With incomplete boundary data, the equations governing blood flow form an underdetermined linear system. An algorithm was developed that uses independent information about the distribution of wall shear stresses and pressures in microvessels to resolve this indeterminacy, by minimizing the deviation of pressures and wall shear stresses from target values.
The algorithm was tested using previously obtained experimental flow data from four microvascular networks in the rat mesentery. With two or three prescribed boundary conditions, predicted flows showed relatively small errors in most segments and fewer than 10% incorrect flow directions on average.
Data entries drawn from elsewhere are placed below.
//! Bridges the external scan driver onto a single-consumer channel.
//!
//! Reader and writer threads only own channel endpoints; every event is
//! applied later on the UI thread, one at a time.

mod replay;
mod tcp;

use std::sync::mpsc::{Receiver, Sender, TryRecvError};

use tracing::{info, warn};

use crate::scan::{InboundEvent, OutboundEvent, parse_line};

pub(crate) struct DriverLink {
    description: String,
    inbound: Receiver<InboundEvent>,
    outbound: Option<Sender<OutboundEvent>>,
    disconnected: bool,
}

impl DriverLink {
    /// A link with no driver behind it. Outbound requests are only logged.
    pub(crate) fn detached() -> Self {
        let (_tx, rx) = std::sync::mpsc::channel();
        Self {
            description: "no driver".to_owned(),
            inbound: rx,
            outbound: None,
            disconnected: true,
        }
    }

    pub(crate) fn description(&self) -> &str {
        &self.description
    }

    pub(crate) fn is_connected(&self) -> bool {
        !self.disconnected
    }

    pub(crate) fn send(&mut self, event: OutboundEvent) {
        let Some(outbound) = &self.outbound else {
            info!(?event, link = %self.description, "no driver attached; request not forwarded");
            return;
        };

        if outbound.send(event).is_err() {
            warn!(link = %self.description, "driver writer is gone; dropping request");
            self.outbound = None;
        }
    }

    /// Takes up to `limit` pending events without blocking.
    pub(crate) fn drain(&mut self, limit: usize) -> Vec<InboundEvent> {
        let mut events = Vec::new();
        while events.len() < limit {
            match self.inbound.try_recv() {
                Ok(event) => events.push(event),
                Err(TryRecvError::Empty) => break,
                Err(TryRecvError::Disconnected) => {
                    if !self.disconnected {
                        info!(link = %self.description, "driver stream ended");
                        self.disconnected = true;
                    }
                    break;
                }
            }
        }
        events
    }
}

/// Decodes one raw line of driver output. Undecodable lines are logged and
/// yield `None`; the caller keeps reading.
fn decode_line(raw: &[u8], source: &str, line_number: usize) -> Option<InboundEvent> {
    let text = match std::str::from_utf8(raw) {
        Ok(text) => text,
        Err(error) => {
            warn!(%source, line = line_number, %error, "skipping driver line that is not UTF-8");
            return None;
        }
    };

    match parse_line(text) {
        Ok(event) => event,
        Err(error) => {
            warn!(%source, line = line_number, "skipping driver line: {error:#}");
            None
        }
    }
}

#[cfg(test)]
mod tests {
    use std::io::Write;
    use std::time::{Duration, Instant};

    use super::*;

    fn drain_until(link: &mut DriverLink, count: usize) -> Vec<InboundEvent> {
        let deadline = Instant::now() + Duration::from_secs(5);
        let mut events = Vec::new();
        while events.len() < count && Instant::now() < deadline {
            events.extend(link.drain(64));
            std::thread::sleep(Duration::from_millis(5));
        }
        events
    }

    #[test]
    fn detached_link_accepts_requests_and_yields_nothing() {
        let mut link = DriverLink::detached();
        link.send(OutboundEvent::StopScan);
        assert!(link.drain(16).is_empty());
        assert!(!link.is_connected());
    }

    #[test]
    fn replay_streams_every_valid_line_in_order() {
        let path = std::env::temp_dir().join(format!(
            "scan-topology-replay-{}.jsonl",
            std::process::id()
        ));
        let mut file = std::fs::File::create(&path).unwrap();
        writeln!(file, r#"{{"event":"scan_status","data":{{"status":"starting"}}}}"#).unwrap();
        writeln!(file, "not json").unwrap();
        writeln!(file).unwrap();
        writeln!(
            file,
            r#"{{"event":"host_data","data":{{"host":"10.0.0.5","status":"up","ports":[]}}}}"#
        )
        .unwrap();
        drop(file);

        let mut link = DriverLink::replay(&path, Duration::ZERO).unwrap();
        let events = drain_until(&mut link, 2);
        std::fs::remove_file(&path).ok();

        let names = events.iter().map(InboundEvent::name).collect::<Vec<_>>();
        assert_eq!(names, vec!["scan_status", "host_data"]);
    }

    #[test]
    fn replay_skips_lines_that_are_not_utf8() {
        let path = std::env::temp_dir().join(format!(
            "scan-topology-replay-bytes-{}.jsonl",
            std::process::id()
        ));
        let mut file = std::fs::File::create(&path).unwrap();
        file.write_all(b"\xff\xfe garbage\n").unwrap();
        writeln!(
            file,
            r#"{{"event":"host_data","data":{{"host":"10.0.0.7","status":"up","ports":[]}}}}"#
        )
        .unwrap();
        drop(file);

        let mut link = DriverLink::replay(&path, Duration::ZERO).unwrap();
        let events = drain_until(&mut link, 1);
        std::fs::remove_file(&path).ok();

        let names = events.iter().map(InboundEvent::name).collect::<Vec<_>>();
        assert_eq!(names, vec!["host_data"]);
    }

    #[test]
    fn tcp_stream_survives_lines_that_are_not_utf8() {
        use std::net::TcpListener;

        let listener = TcpListener::bind("127.0.0.1:0").unwrap();
        let address = listener.local_addr().unwrap().to_string();
        let driver = std::thread::spawn(move || {
            let (mut stream, _) = listener.accept().unwrap();
            stream.write_all(b"\xff\xfe garbage\n").unwrap();
            writeln!(
                stream,
                r#"{{"event":"host_data","data":{{"host":"10.0.0.7","status":"up","ports":[]}}}}"#
            )
            .unwrap();
            writeln!(
                stream,
                r#"{{"event":"scan_status","data":{{"status":"completed"}}}}"#
            )
            .unwrap();
        });

        let mut link = DriverLink::connect_tcp(&address).unwrap();
        let events = drain_until(&mut link, 3);
        driver.join().unwrap();

        let names = events.iter().map(InboundEvent::name).collect::<Vec<_>>();
        assert_eq!(names, vec!["connect", "host_data", "scan_status"]);
    }

    #[test]
    fn tcp_link_round_trips_events() {
        use std::io::{BufRead, BufReader};
        use std::net::TcpListener;

        let listener = TcpListener::bind("127.0.0.1:0").unwrap();
        let address = listener.local_addr().unwrap().to_string();
        let driver = std::thread::spawn(move || {
            let (stream, _) = listener.accept().unwrap();
            let mut writer = stream.try_clone().unwrap();
            writeln!(
                writer,
                r#"{{"event":"scan_status","data":{{"status":"starting"}}}}"#
            )
            .unwrap();
            let mut request = String::new();
            BufReader::new(stream).read_line(&mut request).unwrap();
            request
        });

        let mut link = DriverLink::connect_tcp(&address).unwrap();
        let events = drain_until(&mut link, 2);
        assert_eq!(events.first(), Some(&InboundEvent::Connect));
        assert_eq!(events.get(1).map(InboundEvent::name), Some("scan_status"));

        link.send(OutboundEvent::StopScan);
        let request = driver.join().unwrap();
        let value: serde_json::Value = serde_json::from_str(&request).unwrap();
        assert_eq!(value["event"], "stop_scan");
    }
}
The proposed method can be used to estimate flow rates in microvascular networks, based on incomplete boundary data, and provides a basis for deducing functional properties of microvessel networks.
最近用于成像微血管结构的方法提供了包含数千个段的网络的几何数据。但是,预测诸如溶质传输等功能特性还需要有关血流率的信息,而测量许多单个流量是很困难的。本文提出了一种基于对供应和排出网络的边界段中的流量的不完全信息来估计微血管网络中的流量率的方法。
在边界数据不完全的情况下,控制血流的方程形成欠定线性系统。开发了一种算法,该算法使用关于微血管中壁切应力和压力分布的独立信息来通过最小化压力和壁切应力与目标值的偏差来解决这种不确定性。
该算法使用先前从大鼠肠系膜中的四个微血管网络中获得的实验流量数据进行了测试。在具有两个或三个规定的边界条件的情况下,预测流量在大多数段中误差相对较小,平均不到 10%的流量方向错误。
该方法可用于基于不完全边界数据估计微血管网络中的流量率,并为推断微血管网络的功能特性提供基础。